Here we are with the pentultimate episode of Top Chef Masters. Last week we saw everyone's favorite southern teddy bear of a chef, Art Smith, get sent home, leaving Anita Lo in the competition despite her stunningly bad performance during both the Quickfire and Elimination Challenges. Since the beginning, I've viewed Anita as one of the clear frontrunners for the three-chef finale (along with Hubert Keller and Rick Bayless) but she'll need a strong rebound to make it there.

Along with those three aforementioned chefs, we have Michael Chiarello whose pompous, arrogant, self-impressed attitude has rubbed me the wrong way since his first challenge. I'd love nothing more than to see him go home today.


In any case, Kelly kicks off the Quickfire Challenge with no time to spare. This is the final Quickfire that the Masters will have to endure and (as I have from the beginning) I'm hoping we see the "Name Those Ingredients" challenge from last year (won by Stefan).

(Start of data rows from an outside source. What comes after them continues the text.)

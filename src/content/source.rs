//! Content sources and bundles.
//!
//! A [`ContentSource`] is the parsed representation of one source file (or
//! a fabricated stand-in for a missing index). Sources are keyed by their
//! relative path and linked to parents, children, and tag terms by path,
//! never by reference, so the cyclic page graph stays lookup-based.

use crate::content::front_matter::{FrontMatter, ParamValue};
use crate::content::kind::Kind;
use crate::log;
use crate::utils::date;
use chrono::{DateTime, Utc};
use std::collections::BTreeMap;
use std::fs;
use std::path::Path;

/// Index file name for leaf bundles.
pub const LEAF_INDEX: &str = "index.md";
/// Index file name for branch bundles.
pub const BRANCH_INDEX: &str = "_index.md";

/// How a source's directory is treated during resource discovery.
#[derive(Debug, Clone, Copy, PartialEq, Eq, Default)]
pub enum BundleType {
    /// Standalone file, no attached resources.
    #[default]
    None,
    /// `index.md`: every sibling file is a resource, `.md` included.
    Leaf,
    /// `_index.md`: siblings are resources except other `.md` files.
    Branch,
}

impl BundleType {
    /// Classify an index file name; non-index files are `None`.
    pub fn from_file_name(name: &str) -> Self {
        match name {
            LEAF_INDEX => Self::Leaf,
            BRANCH_INDEX => Self::Branch,
            _ => Self::None,
        }
    }
}

/// Is this relative path a bundle index file?
pub fn is_index_file(path: &str) -> bool {
    let name = file_name(path);
    name == LEAF_INDEX || name == BRANCH_INDEX
}

/// Last path component of a relative source path.
pub fn file_name(path: &str) -> &str {
    path.rsplit('/').next().unwrap_or(path)
}

/// File stem of a relative source path (`blog/post1.md` → `post1`).
pub fn file_stem(path: &str) -> &str {
    let name = file_name(path);
    name.strip_suffix(".md").unwrap_or(name)
}

/// Directory part of a relative source path (`""` for root files).
pub fn dir_of(path: &str) -> &str {
    path.rsplit_once('/').map_or("", |(dir, _)| dir)
}

/// Section name: the first directory component of a relative path.
pub fn section_of(path: &str) -> &str {
    path.split_once('/').map_or("", |(first, _)| first)
}

/// A discovered bundle file (image, PDF, ...) attached to a source.
#[derive(Debug, Clone, PartialEq)]
pub struct Resource {
    /// Path relative to the content root, used to read/copy the bytes.
    pub rel_path: String,
    /// Public URL, derived from the owning page's permalink directory.
    pub rel_permalink: String,
    /// File name within the bundle.
    pub name: String,
    pub title: Option<String>,
    pub params: BTreeMap<String, ParamValue>,
}

/// One parsed source file plus its graph links.
#[derive(Debug, Clone, Default)]
pub struct ContentSource {
    /// Relative source path; unique key in the source table.
    pub path: String,
    pub front: FrontMatter,
    pub raw_content: String,
    pub bundle: BundleType,
    pub kind: Kind,
    /// Parent source path; a lookup relation, not an ownership edge.
    pub parent: Option<String>,
    /// Child source paths, insertion-ordered and duplicate-free.
    pub children: Vec<String>,
    /// Term source paths this content is tagged into.
    pub tag_terms: Vec<String>,
    /// Bundle resources, filled on first post-process.
    pub resources: Vec<Resource>,
    /// Resource discovery already ran for this source.
    pub resources_scanned: bool,
    /// Ids of produced pages in the site arena; empty until expansion.
    pub pages: Vec<usize>,
}

impl ContentSource {
    pub fn new(path: impl Into<String>, front: FrontMatter, raw: String) -> Self {
        let path = path.into();
        let bundle = BundleType::from_file_name(file_name(&path));
        Self {
            path,
            front,
            raw_content: raw,
            bundle,
            ..Default::default()
        }
    }

    /// Fabricate a system source for a directory without an index file.
    pub fn system(path: impl Into<String>, kind: Kind) -> Self {
        let mut source = Self::new(path, FrontMatter::default(), String::new());
        source.kind = kind;
        source
    }

    /// Add a child path, keeping the set duplicate-free.
    pub fn add_child(&mut self, child: &str) {
        if self.children.iter().all(|c| c != child) {
            self.children.push(child.to_string());
        }
    }

    /// Record the term source this content was linked under.
    pub fn add_tag_term(&mut self, term_path: &str) {
        if self.tag_terms.iter().all(|t| t != term_path) {
            self.tag_terms.push(term_path.to_string());
        }
    }

    pub fn is_index(&self) -> bool {
        is_index_file(&self.path)
    }

    /// Date gate: not expired (unless building expired content) and
    /// already publishable (unless building future content).
    pub fn is_date_valid(&self, now: DateTime<Utc>, future: bool, expired: bool) -> bool {
        let front = &self.front;
        if !expired && date::is_expired(front.expiry_date, now) {
            return false;
        }
        if !future && !date::is_publishable(front.publish_date, front.date, now) {
            return false;
        }
        true
    }

    /// Full validity gate for page materialization.
    pub fn is_valid(&self, now: DateTime<Utc>, drafts: bool, future: bool, expired: bool) -> bool {
        if self.front.draft && !drafts {
            return false;
        }
        self.is_date_valid(now, future, expired)
    }

    /// Discover bundle resources on disk.
    ///
    /// `permalink_dir` is the owning page's permalink directory; each
    /// resource's URL is that directory plus its file name. I/O failures
    /// are logged and treated as "no resources".
    pub fn scan_for_resources(&self, content_root: &Path, permalink_dir: &str) -> Vec<Resource> {
        if self.bundle == BundleType::None {
            return Vec::new();
        }

        let dir = content_root.join(dir_of(&self.path));
        let entries = match fs::read_dir(&dir) {
            Ok(entries) => entries,
            Err(err) => {
                log!("resources"; "skipping {}: {err}", dir.display());
                return Vec::new();
            }
        };

        let own_name = file_name(&self.path);
        let mut resources: Vec<Resource> = entries
            .filter_map(Result::ok)
            .filter(|e| e.file_type().map(|t| t.is_file()).unwrap_or(false))
            .filter_map(|e| e.file_name().into_string().ok())
            .filter(|name| name != own_name)
            .filter(|name| self.bundle == BundleType::Leaf || !name.ends_with(".md"))
            .map(|name| {
                let rel_dir = dir_of(&self.path);
                let rel_path = if rel_dir.is_empty() {
                    name.clone()
                } else {
                    format!("{rel_dir}/{name}")
                };
                let rel_permalink = format!("{}/{name}", permalink_dir.trim_end_matches('/'));

                let def = self.front.resources.iter().find(|d| d.src == name);
                Resource {
                    rel_path,
                    rel_permalink,
                    name: def
                        .and_then(|d| d.name.clone())
                        .unwrap_or_else(|| name.clone()),
                    title: def.and_then(|d| d.title.clone()),
                    params: def.map(|d| d.params.clone()).unwrap_or_default(),
                }
            })
            .collect();

        resources.sort_by(|a, b| a.rel_path.cmp(&b.rel_path));
        resources
    }
}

Alas, we are not treated to a repeat of that challenge but I'm not disappointed in the least because instead, we have the Blind Taste Test challenge from Season 1. That was a FANTASTIC challenge, in which the chefs had to taste and identify 20 ingredients blindfolded. This is gonna be good.

One by one, the four masters taste their ingredients and due to the montage-esque edited nature of the piece, we can't tell who's ahead. All we know is that none of the chefs can identify hoisin sauce but everyone knows ketchup when they try it.

Ranking first after the challenge, having named seven ingredients correctly, is my loathed foe, Michael – for the win, he gets five stars. Tying for second are Anita and Rick, who correctly named six ingredients – they each get four stars. In last place, but not far behind, is French master, Hubert Keller, who named five ingredients correctly – he gets three and a half stars.

This being finished, Kelly makes some ominous comments about how the success of a chef depends on more than a great palette, it also depends on their ability to lead (chef = chief, get it?). Chefs need to hire the right staff, communicate their vision and oversee execution. This elimination will test those skills as they prepare a buffet lunch for 200 Hollywood insiders. And who will help our Masters prepare their dishes?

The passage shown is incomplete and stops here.